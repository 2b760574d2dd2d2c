use gdbstub::common::{Signal, Tid};
use gdbstub::target::ext::base::multithread::MultiThreadResume;

use super::XousTarget;

impl MultiThreadResume for XousTarget {
    fn resume(&mut self) -> Result<(), Self::Error> {
        // println!("Resuming process {:?}", self.pid);
        // unsafe { HALTED = false };
        // match default_resume_action {
        //     ResumeAction::Step | ResumeAction::StepWithSignal(_) => {
        //         return Err("single-stepping not supported")
        //     }
        //     _ => (),
        // }

        if let Some(pid) = self.pid {
            crate::services::SystemServices::with_mut(|system_services| {
                system_services.resume_process_from_debug(pid).unwrap()
            });
        }
        Ok(())
    }

    fn clear_resume_actions(&mut self) -> Result<(), Self::Error> {
        // println!("Clearing resume actions");
        Ok(())
    }

    fn set_resume_action_continue(
        &mut self,
        tid: Tid,
        signal: Option<Signal>,
    ) -> Result<(), Self::Error> {
        println!(
            "Setting resume action continue on process {:?} thread {:?} with signal: {:?}",
            self.pid, tid, signal
        );
        // match action {
        //     ResumeAction::Step | ResumeAction::StepWithSignal(_) => {
        //         Err("single-stepping resume action not supported")
        //     }
        //     ResumeAction::Continue | ResumeAction::ContinueWithSignal(_) => Ok(()),
        // }
        Ok(())
    }
}
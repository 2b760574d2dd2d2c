use rkyv::{Archive, Deserialize, Serialize};

#[derive(Archive, Serialize, Deserialize, Debug)]
pub enum Attach {
    Png(),
    Jpg(),
}

impl Attach {}
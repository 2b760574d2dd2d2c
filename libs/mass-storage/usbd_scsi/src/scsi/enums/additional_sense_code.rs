// Vendored from https://github.com/stm32-rs/stm32-usbd tag v0.6.0
// Original copyright (c) 2021 Matti Virkkunen <mvirkkunen@gmail.com>, Vadim Kaushan <admin@disasm.info>,
// Nicolas Stalder <n@stalder.io>", Jonas Martin <lichtfeind@gmail.com>
// SPDX-License-Identifier: MIT
// SPDX-LIcense-Identifier: Apache 2.0

// There are many more variants (see asc-num.txt) but these are the ones the scsi code
// currently uses
#[derive(Clone, Copy, Debug, PartialEq, Eq)]
pub enum AdditionalSenseCode {
    /// ASC 0x20, ASCQ: 0x0 - INVALID COMMAND OPERATION CODE
    InvalidCommandOperationCode,
    /// ASC 0x64, ASCQ: 0x1 - INVALID PACKET SIZE
    InvalidPacketSize,
    /// ASC 0x24, ASCQ: 0x0 - INVALID FIELD IN CDB
    InvalidFieldInCdb,
    /// ASC 0x0, ASCQ: 0x0 - NO ADDITIONAL SENSE INFORMATION
    NoAdditionalSenseInformation,
    /// ASC 0xC, ASCQ: 0x0 - WRITE ERROR
    WriteError,
    /// ASC 0x51, ASCQ: 0x0 - ERASE FAILURE
    EraseFailure,
    /// ASC 0x21, ASCQ: 0x0 - LOGICAL BLOCK ADDRESS OUT OF RANGE
    LogicalBlockAddressOutOfRange,
}

impl AdditionalSenseCode {
    /// Returns the ASC code for this variant
    pub fn asc(&self) -> u8 {
        match self {
            AdditionalSenseCode::InvalidCommandOperationCode => 32,
            AdditionalSenseCode::InvalidPacketSize => 100,
            AdditionalSenseCode::InvalidFieldInCdb => 36,
            AdditionalSenseCode::NoAdditionalSenseInformation => 0,
            AdditionalSenseCode::WriteError => 12,
            AdditionalSenseCode::EraseFailure => 81,
            AdditionalSenseCode::LogicalBlockAddressOutOfRange => 33,
        }
    }
    /// Returns the ASCQ code for this variant
    pub fn ascq(&self) -> u8 {
        match self {
            AdditionalSenseCode::InvalidCommandOperationCode => 0,
            AdditionalSenseCode::InvalidPacketSize => 1,
            AdditionalSenseCode::InvalidFieldInCdb => 0,
            AdditionalSenseCode::NoAdditionalSenseInformation => 0,
            AdditionalSenseCode::WriteError => 0,
            AdditionalSenseCode::EraseFailure => 0,
            AdditionalSenseCode::LogicalBlockAddressOutOfRange => 0,
        }
    }
    /// Returns the ASCQ code for this variant
    pub fn from(asc: u8, ascq: u8) -> core::option::Option<Self> {
        match (asc, ascq) {
            (32, 0) => Some(AdditionalSenseCode::InvalidCommandOperationCode),
            (100, 1) => Some(AdditionalSenseCode::InvalidPacketSize),
            (36, 0) => Some(AdditionalSenseCode::InvalidFieldInCdb),
            (0, 0) => Some(AdditionalSenseCode::NoAdditionalSenseInformation),
            (12, 0) => Some(AdditionalSenseCode::WriteError),
            (81, 0) => Some(AdditionalSenseCode::EraseFailure),
            (33, 0) => Some(AdditionalSenseCode::LogicalBlockAddressOutOfRange),
            _ => None,
        }
    }
}

impl packing::PackedSize for AdditionalSenseCode {
    const BYTES: usize = 2;
}

impl packing::PackedBytes<[u8; 2]> for AdditionalSenseCode {
    type Error = packing::Error;

    fn to_bytes<En: packing::Endian>(&self) -> Result<[u8; 2], Self::Error> {
        Ok([self.asc(), self.ascq()])
    }

    fn from_bytes<En: packing::Endian>(bytes: [u8; 2]) -> Result<Self, Self::Error> {
        let [asc, ascq] = bytes;
        Self::from(asc, ascq).ok_or(packing::Error::InvalidEnumDiscriminant)
    }
}


impl Default for AdditionalSenseCode {
    fn default() -> Self {
        AdditionalSenseCode::NoAdditionalSenseInformation
    }
}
/*
 * The basic idea is to define a Bitmap as a variable mosaic of Sized Tiles.
 *
 * Each Tile contains an Array of u32 Words, a bounding Rectangle, and a Word width.
 * This is arranged to come in just under 4096 bytes, allowing for the rkyv overhead.
 * Each line of bits across the Tile is packed into an Integer number of u32 Words.
 *
 * The Bitmap contains a bounding Rectangle and a Vec of Tiles. The current implmentation
 * has a very simple tiling strategy - a single vertical strip of full-width tiles.
 * All tiles are the same width and same maximum height - except the last Tile which may
 * have some unused Words at the end of the Array. More space efficient tiling strategies
 * are possible - but likely with a processing and code complexity overhead.
 *
 * author: nworbnhoj
 */

use std::cmp::{max, min};
use std::convert::TryInto;
use std::io::Read;
use std::ops::Deref;

use ux_api::minigfx::*;

mod img;
pub use img::*;
mod decode_png;
pub use decode_png::*;
mod greyscale;
pub use greyscale::*;
mod shrink;
pub use shrink::*;
mod dither;
pub use dither::*;

#[derive(Debug)]
pub struct Bitmap {
    width: usize,
    pub bound: Rectangle,
    tile_bits: usize,
    mosaic: Vec<Tile>,
}

impl Bitmap {
    pub fn new(size: Point) -> Self {
        let mut mosaic: Vec<Tile> = Vec::new();
        let mut tl = Point::new(0, 0);
        let mut br = Point::new(size.x, 0);
        let mut tile_bits = 0;
        while tl.y <= size.y {
            let mut tile = Tile::new(Rectangle::new(tl, br));
            let max_bound = tile.max_bound();
            br = if max_bound.br.y > size.y { size } else { Point::new(size.x, max_bound.br.y) };
            tile.set_bound(Rectangle::new(tl, br));
            if tile_bits == 0 {
                tile_bits = ((br.x - tl.x + 1) * (br.y - tl.y + 1)) as usize;
            }
            mosaic.push(tile);
            tl = Point::new(0, br.y + 1);
            br = Point::new(size.x, tl.y);
        }
        Self { width: size.x as usize + 1, bound: Rectangle::new(Point::new(0, 0), size), tile_bits, mosaic }
    }

    pub fn from_img(img: &Img, fit: Option<Point>) -> Self {
        Bitmap::from_iter(
            img.iter().cloned(),
            img.px_type,
            Point::new(img.width().try_into().unwrap(), img.height().try_into().unwrap()),
            fit,
        )
    }

    pub fn from_png<R: Read>(png: &mut DecodePng<R>, fit: Option<Point>) -> Self {
        // Png Colortypes: 0=Grey, 2=Rgb, 3=Palette, 4=GreyAlpha, 6=Rgba.
        let px_type = match (png.color_type(), png.bit_depth()) {
            (0, 1 | 2 | 4) => PixelType::U0, // Unsupported
            (0, 8) => PixelType::U8,
            (0, 16) => PixelType::U16,
            (2, 8) => PixelType::U8x3,
            (2, 16) => PixelType::U16x3,
            (3, 1 | 2 | 4 | 8) => PixelType::U0, // Unsupported
            (4, 8) => PixelType::U8x2,
            (4, 16) => PixelType::U16x2,
            (6, 8) => PixelType::U8x4,
            (6, 16) => PixelType::U16x4,
            (_, _) => PixelType::U0, // Invalid combination
        };
        let px_size = Point::new(png.width().try_into().unwrap(), png.height().try_into().unwrap());
        Bitmap::from_iter(png, px_type, px_size, fit)
    }

    pub fn from_iter<I: Iterator<Item = u8>>(
        bytes: I,
        px_type: PixelType,
        px_size: Point,
        fit: Option<Point>,
    ) -> Self {
        let burkes = BURKES.to_vec();
        let from_width: usize = px_size.x.try_into().unwrap();
        let (rotate, to_width) = match fit {
            Some(fit) => Self::fit(px_size, fit),
            None => (false, from_width),
        };
        let words = bytes.to_grey(px_type).shrink(from_width, to_width).dither(&burkes, to_width);

        let mut mosaic: Vec<Tile> = Vec::new();

        let to_width: isize = to_width.try_into().unwrap();
        let single_line = Point::new(to_width - 1, 0);
        let mut bound = Rectangle::new(Point::new(0, 0), single_line);
        let mut tile = Tile::new(bound);
        let mut blank_tile = true;
        let (mut x, mut y) = (0, 0);
        for word in words {
            tile.set_word(Point::new(x, y), word);
            blank_tile = false;
            x += BITS_PER_WORD as isize;
            if x >= to_width {
                (x, y) = (0, y + 1);
            }
            if y > tile.max_bound().br.y {
                mosaic.push(tile);
                if y > px_size.y {
                    break;
                }
                bound = Rectangle::new(Point::new(x, y), Point::new(to_width - 1, y));
                tile = Tile::new(bound);
                blank_tile = true;
            }
        }
        if !blank_tile {
            bound.br = Point::new(to_width - 1, y - 1);
            tile.crop(bound);
            mosaic.push(tile);
        }

        bound.tl = Point::new(0, 0);
        let max = tile.max_bound();
        let tile_bits = to_width * (max.br.y - max.tl.y + 1);

        let mut bm = Self {
            width: to_width.try_into().unwrap(),
            bound,
            tile_bits: tile_bits.try_into().unwrap(),
            mosaic,
        };

        if rotate { bm.rotate90() } else { bm }
    }

    fn fit(from: Point, into: Point) -> (bool, usize) {
        let (from_x, from_y) = (from.x as f32, from.y as f32);
        let (into_x, into_y) = (into.x as f32, into.y as f32);
        let portrait_scale = (into_x / from_x).min(into_y / from_y);
        let landscape_scale = (into_x / from_y).min(into_y / from_x);
        if portrait_scale >= 1.0 {
            log::info!("show image as is");
            (false, from.x.try_into().unwrap())
        } else if landscape_scale >= 1.0 {
            log::info!("rotate image");
            (true, from.x.try_into().unwrap())
        } else if portrait_scale >= landscape_scale {
            log::info!("scale image {}", portrait_scale);
            (false, (portrait_scale * from_x) as usize)
        } else {
            log::info!("scale image {} and rotate", landscape_scale);
            (true, (landscape_scale * from_x) as usize)
        }
    }

    #[allow(dead_code)]
    fn area(&self) -> u32 {
        let (x, y) = self.size();
        (x * y) as u32
    }

    pub fn size(&self) -> (usize, usize) { (self.bound.br.x as usize, self.bound.br.y as usize) }

    fn get_tile_index(&self, point: Point) -> usize {
        if self.bound.intersects_point(point) {
            let x = point.x as usize;
            let y = point.y as usize;
            (x + y * self.width) / self.tile_bits
        } else {
            log::warn!("Out of bounds {:?}", point);
            0
        }
    }

    fn hull(mosaic: &Vec<Tile>) -> Rectangle {
        let mut hull_tl = Point::new(isize::MAX, isize::MAX);
        let mut hull_br = Point::new(isize::MIN, isize::MIN);
        let mut tile_area = 0;
        for (_i, tile) in mosaic.iter().enumerate() {
            let tile_bound = tile.bound();
            hull_tl.x = min(hull_tl.x, tile_bound.tl.x);
            hull_tl.y = min(hull_tl.y, tile_bound.tl.y);
            hull_br.x = max(hull_br.x, tile_bound.br.x);
            hull_br.y = max(hull_br.y, tile_bound.br.y);
            tile_area += (1 + tile_bound.br.x - tile_bound.tl.x) * (1 + tile_bound.br.y - tile_bound.tl.y);
        }
        let hull_area = (1 + hull_br.x - hull_tl.x) * (1 + hull_br.y - hull_tl.y);
        if tile_area < hull_area {
            log::warn!("Bitmap Tile gaps: tile_area={} hull_area={} {:?}", tile_area, hull_area, mosaic);
        } else if tile_area > hull_area {
            log::warn!("Bitmap Tile overlap: tile_area={} hull_area={} {:?}", tile_area, hull_area, mosaic);
        }
        Rectangle::new(hull_tl, hull_br)
    }

    pub fn get_tile(&self, point: Point) -> Tile {
        let tile = self.get_tile_index(point);
        self.mosaic.as_slice()[tile]
    }

    fn get_mut_tile(&mut self, point: Point) -> &mut Tile {
        let tile = self.get_tile_index(point);
        &mut self.mosaic.as_mut_slice()[tile]
    }

    pub fn get_line(&self, point: Point) -> Vec<Word> { self.get_tile(point).get_line(point) }

    fn get_word(&self, point: Point) -> Word { self.get_tile(point).get_word(point) }

    fn set_word(&mut self, point: Point, word: Word) { self.get_mut_tile(point).set_word(point, word); }

    pub fn get_pixel(&self, point: Point) -> PixelColor { self.get_tile(point).get_pixel(point) }

    pub fn set_pixel(&mut self, point: Point, color: PixelColor) {
        self.get_mut_tile(point).set_pixel(point, color)
    }

    pub fn translate(&mut self, offset: Point) {
        for tile in self.mosaic.as_mut_slice() {
            tile.translate(offset);
        }
        self.bound.tl.x += offset.x;
        self.bound.tl.y += offset.y;
        self.bound.br.x += offset.x;
        self.bound.br.y += offset.y;
    }

    pub fn rotate90(&mut self) -> Self {
        let bits_per_word: isize = BITS_PER_WORD.try_into().unwrap();
        let (size_x, size_y) = self.size();
        let size_x: isize = size_x.try_into().unwrap();
        let size_y: isize = size_y.try_into().unwrap();
        let mut r90 = Bitmap::new(Point::new(size_y, size_x));
        let (_, r90_size_y) = r90.size();

        let mut x: isize = 0;
        let mut r90_y = 0;
        let mut block: [Word; BITS_PER_WORD] = [0; BITS_PER_WORD];
        while x < size_x {
            let mut y = size_y - 1;
            let mut r90_x = 0;
            // extract a square block of bits - ie 32 x u32 words
            // beginning from bottom-left, and progressing up in strips, from left to right
            while y >= 0 {
                let mut b = 0;
                while b < block.len() {
                    block[b] = if y >= 0 { self.get_word(Point::new(x, y)) } else { 0 };
                    y -= 1;
                    b += 1;
                }

                // rotate the block and write to r90
                // beginning from top-left, and progressing right in strips, from top to bottom
                for w in 0..bits_per_word {
                    if r90_y + w >= r90_size_y.try_into().unwrap() {
                        continue;
                    }
                    let mut word: Word = 0;
                    for b in 0..block.len() {
                        word = word | (((block[b] >> w) & 1) << b);
                    }
                    r90.set_word(Point::new(r90_x, r90_y + w), word);
                }
                r90_x = r90_x + bits_per_word;
            }
            x = x + bits_per_word;
            r90_y = r90_y + bits_per_word;
        }
        r90
    }
}

impl Deref for Bitmap {
    type Target = Vec<Tile>;

    fn deref(&self) -> &Self::Target { &self.mosaic }
}

impl From<[Option<Tile>; 6]> for Bitmap {
    fn from(tiles: [Option<Tile>; 6]) -> Self {
        let mut mosaic: Vec<Tile> = Vec::new();
        let mut tile_size = Point::new(0, 0);
        for t in 0..tiles.len() {
            if tiles[t].is_some() {
                let tile = tiles[t].unwrap();
                mosaic.push(tile);
                if tile_size.x == 0 {
                    tile_size = tile.size();
                }
            }
        }

        Self {
            width: (tile_size.x + 1) as usize,
            bound: Self::hull(&mosaic),
            tile_bits: (tile_size.x + 1) as usize * (tile_size.y + 1) as usize,
            mosaic,
        }
    }
}

impl<'a> From<&Img> for Bitmap {
    fn from(image: &Img) -> Self { Bitmap::from_img(image, None) }
}

// **********************************************************************

#[cfg(test)]
mod tests {
    use super::*;
    #[test]

    fn bitmap_test() {
        let x_size = 100;
        let y_size = 10;
        let bm = Bitmap::new(Point::new(x_size, y_size));
        assert_equal!(bm.size.x, x_size);
        assert_equal!(bm.size.y, y_size);
        assert_equal!(bm.get(5, 5), PixelColor::Light);
        bm.set(5, 5, PixelColor::Dark);
        assert_equal!(bm.get(5, 5), PixelColor::Dark);
    }
}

******************************

Problem statement
After locating the line holding "if let Some(pid)" above, output exactly that line and every line after it through the line holding "fn clear_resume_actions(&mut self)". Include nothing else.

Response to this task
        if let Some(pid) = self.pid {
            crate::services::SystemServices::with_mut(|system_services| {
                system_services.resume_process_from_debug(pid).unwrap()
            });
        }
        Ok(())
    }

    fn clear_resume_actions(&mut self) -> Result<(), Self::Error> {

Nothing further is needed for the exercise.